At first, the girls don't take this too seriously. They know half of them are going to be eliminated, but that doesn't sound too bad and presumably everyone will be able to stay in touch online afterwards. Soon, though, they're learning the hard way what "eliminate" means and finding creative ways to ensure that it's someone else who drops out this week.
Up to a point, this is quite good. There are sixteen girls, which is a lot for only twelve episodes, but the anime does pretty well at letting you get to know them and making their demises meaningful. There's also a lot of variation in their characterisation and motivations. Some are idealists who just wanted to spend their whole lives altruistically helping people and absolutely refuse to kill anyone. (I'd been expecting the show to be about starry-eyed saints weeping as they're forced to kill each other, but surprisingly there's none of that.) Some are gun-toting psychopaths or sadists whose only motivation is to fight and kill the strongest possible opponents. Some form bloodthirsty little groups and lead raids on rivals. They're an unpredictable mix of "nice" vs. "appalling" (in assorted flavours) and it looks as if Fav's magical girl selection criteria are either broken or malicious.
The show's certainly pulling no punches when it comes to brutal deathmatches. Well, eventually. The girls don't realise everything immediately. The show's problem, I think, is that you might not necessarily care that much. There are lots of characters, obviously, but I think it's more to do with how arbitrary and gratuitous it all is, arguably to the point of stupidity. They're killing each other because Fav says so. They don't want to. They didn't have to. It had all been avoidable. Whether or not he'd been deliberately aiming for this, Fav's an idiot. If you believe what he's saying, then he directly caused the deaths of lots of girls through administrative error. (Recruiting a sixteenth girl even after announcing the elimination game is a uniquely horrible bit of jobsworthiness.) Conversely if a battle royale had been the plan all along, then it clearly hasn't occurred to him that the eventual winner might not like him very much and might not co-operate with his job offers. (That's without considering the likelihood that the winner might have some screws loose.) That's a bit dim, even for an amoral extra-dimensional alien goldfish-thing who's happy to send little girls into a murder game and thinks nothing of personally carrying out executions.

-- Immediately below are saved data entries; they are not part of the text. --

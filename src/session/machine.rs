use std::sync::Arc;
use std::sync::mpsc::Sender;
use std::time::{Duration, Instant};

use tracing::{debug, info, warn};

use crate::audio::{Decoder, DecoderFactory, DecoderSignal, SignalSender};
use crate::config::PlaybackSettings;
use crate::library::Catalog;

use super::advance::{Direction, next_index};
use super::event::{PlaybackState, SessionEvent};
use super::poll::PositionPoll;
use super::view::{PlaybackView, TransportIcon, format_time};

type Roll = Box<dyn FnMut(usize) -> usize>;

/// The playback session: current track, transport state, shuffle/repeat
/// flags and the single decoder resource currently held.
///
/// All mutation happens through `handle` (or the matching methods) on the
/// thread that owns the session. Decoders report back through `events`.
pub struct PlaybackSession<F: DecoderFactory> {
    catalog: Catalog,
    factory: F,
    decoder: Option<F::Decoder>,
    events: Sender<SessionEvent>,

    state: PlaybackState,
    current: Option<usize>,
    shuffle: bool,
    repeat: bool,
    generation: u64,

    restart_threshold_ms: u64,
    poll: PositionPoll,
    view: PlaybackView,
    roll: Roll,
}

impl<F: DecoderFactory> PlaybackSession<F> {
    pub fn new(
        catalog: Catalog,
        factory: F,
        events: Sender<SessionEvent>,
        settings: &PlaybackSettings,
    ) -> Self {
        let view = PlaybackView {
            shuffle: settings.shuffle,
            repeat: settings.repeat,
            ..PlaybackView::default()
        };

        Self {
            catalog,
            factory,
            decoder: None,
            events,
            state: PlaybackState::Idle,
            current: None,
            shuffle: settings.shuffle,
            repeat: settings.repeat,
            generation: 0,
            restart_threshold_ms: settings.restart_threshold_ms,
            poll: PositionPoll::new(Duration::from_millis(settings.poll_interval_ms.max(1))),
            view,
            roll: Box::new(|len| rand::random_range(0..len)),
        }
    }

    /// Replace the random draw used by shuffle.
    #[cfg(test)]
    pub fn with_roll(mut self, roll: impl FnMut(usize) -> usize + 'static) -> Self {
        self.roll = Box::new(roll);
        self
    }

    pub fn catalog(&self) -> &Catalog {
        &self.catalog
    }

    pub fn state(&self) -> PlaybackState {
        self.state
    }

    pub fn current(&self) -> Option<usize> {
        self.current
    }

    #[cfg(test)]
    pub fn shuffle(&self) -> bool {
        self.shuffle
    }

    #[cfg(test)]
    pub fn repeat(&self) -> bool {
        self.repeat
    }

    #[cfg(test)]
    pub fn generation(&self) -> u64 {
        self.generation
    }

    pub fn view(&self) -> &PlaybackView {
        &self.view
    }

    #[cfg(test)]
    pub fn holds_decoder(&self) -> bool {
        self.decoder.is_some()
    }

    pub fn handle(&mut self, event: SessionEvent) {
        match event {
            SessionEvent::Select(i) => self.select_track(i),
            SessionEvent::TogglePlayPause => self.toggle_play_pause(),
            SessionEvent::Play => self.play(),
            SessionEvent::Pause => {
                if self.state == PlaybackState::Playing {
                    self.toggle_play_pause();
                }
            }
            SessionEvent::Seek(ms) => self.seek(ms),
            SessionEvent::SeekBy(delta) => self.seek_by(delta),
            SessionEvent::Next => self.next(),
            SessionEvent::Previous => self.previous(),
            SessionEvent::ToggleShuffle => self.toggle_shuffle(),
            SessionEvent::ToggleRepeat => self.toggle_repeat(),
            SessionEvent::Decoder { generation, signal } => self.on_signal(generation, signal),
            SessionEvent::Quit => self.shutdown(),
        }
    }

    /// Bind a fresh decoder to catalog entry `i` and start preparing it.
    ///
    /// Out-of-range indices are ignored. The held decoder, if any, is
    /// released before the new one is created.
    pub fn select_track(&mut self, i: usize) {
        let Some(track) = self.catalog.get(i).cloned() else {
            debug!(index = i, len = self.catalog.len(), "selection out of range ignored");
            return;
        };

        self.release_decoder();
        self.generation += 1;

        let signals = self.signal_sender();
        let mut decoder = self.factory.create(signals);
        self.current = Some(i);
        self.view.title = track.title.clone();
        self.view.artist = track.artist.clone();
        self.view.error = None;

        if let Err(e) = decoder.set_source(&track.source) {
            warn!(source = %track.source, "cannot bind decoder: {e}");
            decoder.release();
            self.enter_failed(e.to_string());
            return;
        }

        decoder.prepare_async();
        self.decoder = Some(decoder);
        self.state = PlaybackState::Preparing;
        info!(index = i, title = %track.title, generation = self.generation, "preparing track");
    }

    pub fn toggle_play_pause(&mut self) {
        let Some(decoder) = self.decoder.as_mut() else {
            return;
        };
        match self.state {
            PlaybackState::Playing => {
                decoder.pause();
                self.state = PlaybackState::Paused;
                self.view.icon = TransportIcon::Play;
            }
            PlaybackState::Paused => {
                decoder.start();
                self.state = PlaybackState::Playing;
                self.view.icon = TransportIcon::Pause;
            }
            PlaybackState::Idle | PlaybackState::Preparing => {}
        }
    }

    fn play(&mut self) {
        match self.state {
            PlaybackState::Paused => self.toggle_play_pause(),
            PlaybackState::Idle if !self.catalog.is_empty() => {
                self.select_track(self.current.unwrap_or(0));
            }
            _ => {}
        }
    }

    /// User seek: forwarded to the decoder and shown immediately.
    pub fn seek(&mut self, position_ms: u64) {
        let Some(decoder) = self.decoder.as_mut() else {
            return;
        };
        let length_ms = self
            .current
            .and_then(|i| self.catalog.get(i))
            .map_or(0, |t| t.duration_ms);
        let position_ms = if length_ms > 0 {
            position_ms.min(length_ms)
        } else {
            position_ms
        };
        decoder.seek_to(position_ms);
        self.view.set_position(position_ms);
    }

    pub fn seek_by(&mut self, delta_ms: i64) {
        let Some(decoder) = self.decoder.as_ref() else {
            return;
        };
        let base = decoder.current_position() as i64;
        self.seek(base.saturating_add(delta_ms).max(0) as u64);
    }

    pub fn next(&mut self) {
        self.advance(Direction::Forward);
    }

    /// Restart the current track when past the threshold, otherwise go back.
    pub fn previous(&mut self) {
        let Some(decoder) = self.decoder.as_mut() else {
            return;
        };
        if decoder.current_position() > self.restart_threshold_ms {
            decoder.seek_to(0);
            self.view.set_position(0);
            return;
        }
        self.advance(Direction::Backward);
    }

    pub fn toggle_shuffle(&mut self) {
        self.shuffle = !self.shuffle;
        self.view.shuffle = self.shuffle;
    }

    pub fn toggle_repeat(&mut self) {
        self.repeat = !self.repeat;
        self.view.repeat = self.repeat;
    }

    /// Run the position poll if it is due at `now`.
    pub fn tick(&mut self, now: Instant) {
        if !self.poll.fire_if_due(now) {
            return;
        }
        if let Some(decoder) = self.decoder.as_ref() {
            if decoder.is_playing() {
                let position = decoder.current_position();
                self.view.set_position(position);
            }
        }
    }

    /// How long the owner may wait before the next poll tick.
    pub fn time_until_tick(&self, now: Instant) -> Option<Duration> {
        self.poll.time_until_due(now)
    }

    #[cfg(test)]
    pub fn poll_active(&self) -> bool {
        self.poll.is_active()
    }

    /// Release the decoder and cancel every pending poll tick.
    pub fn shutdown(&mut self) {
        self.release_decoder();
        self.poll.cancel();
        self.state = PlaybackState::Idle;
        self.view.icon = TransportIcon::Play;
        info!("session shut down");
    }

    fn advance(&mut self, direction: Direction) {
        let roll = &mut self.roll;
        let next = next_index(
            self.current,
            self.catalog.len(),
            self.repeat,
            self.shuffle,
            direction,
            |len| roll(len),
        );
        if let Some(i) = next {
            self.select_track(i);
        }
    }

    fn on_signal(&mut self, generation: u64, signal: DecoderSignal) {
        if generation != self.generation || self.decoder.is_none() {
            debug!(generation, current = self.generation, ?signal, "stale decoder signal");
            return;
        }

        match signal {
            DecoderSignal::Prepared => self.on_prepared(),
            DecoderSignal::Completed => {
                if self.state == PlaybackState::Playing {
                    debug!(index = ?self.current, "track completed");
                    self.advance(Direction::Forward);
                }
            }
            DecoderSignal::Failed(reason) => {
                if self.state == PlaybackState::Preparing {
                    warn!(index = ?self.current, "decoder failed to prepare: {reason}");
                    self.release_decoder();
                    self.enter_failed(reason);
                }
            }
        }
    }

    fn on_prepared(&mut self) {
        if self.state != PlaybackState::Preparing {
            return;
        }
        let duration_ms = self
            .current
            .and_then(|i| self.catalog.get(i))
            .map(|t| t.duration_ms)
            .unwrap_or(0);

        if let Some(decoder) = self.decoder.as_mut() {
            decoder.start();
        }
        self.state = PlaybackState::Playing;
        self.view.icon = TransportIcon::Pause;
        self.view.seek_max_ms = duration_ms;
        self.view.total_text = format_time(duration_ms);
        self.view.set_position(0);
        self.poll.start(Instant::now());
    }

    fn enter_failed(&mut self, reason: String) {
        self.poll.cancel();
        self.state = PlaybackState::Idle;
        self.view.icon = TransportIcon::Play;
        self.view.seek_max_ms = 0;
        self.view.total_text = format_time(0);
        self.view.set_position(0);
        self.view.error = Some(reason);
    }

    fn release_decoder(&mut self) {
        if let Some(mut decoder) = self.decoder.take() {
            decoder.release();
        }
    }

    fn signal_sender(&self) -> SignalSender {
        let tx = self.events.clone();
        SignalSender::new(
            self.generation,
            Arc::new(move |generation, signal| {
                let _ = tx.send(SessionEvent::Decoder { generation, signal });
            }),
        )
    }
}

Oh, and the game system's blatantly broken. Its magical candy rules are full of loopholes, its player recruitment algorithm is capable of picking the wrong person and using SPOILER should have been off-limits even for Fav.
This is based on a light novel series, incidentally, so there's lots more available in book form if you like it.
It's a good show, I think. It's a well-made example of what it is. It's got interesting tactics, vile game ideas and a lively range of characters. Some of them are likeable, whereas the ones who aren't are often intensely hateable. You might find a bit of a problem with darkness-induced apathy and not really feeling much impact from the deaths, but equally you might think it's great and decide that all my nebulous complaints were nonsense. The special offer items and their price in ep.6 are a special kind of horror all by themselves. There's potential romance, although I can't promise that it'll end well. Magicaloid 44 is even effectively a Doraemon parody, being ostensibly a robot from the future with 444,444,444 gadgets of unpredictable nature and dubious worth. ("Insect Gender Identifier!") It's fine. It does the job. It could have had more emotional impact, but because of this I wouldn't call it depressing either. That can be a problem with Dark Magical Girl shows, but not here. I'd probably watch a sequel series, if they made one.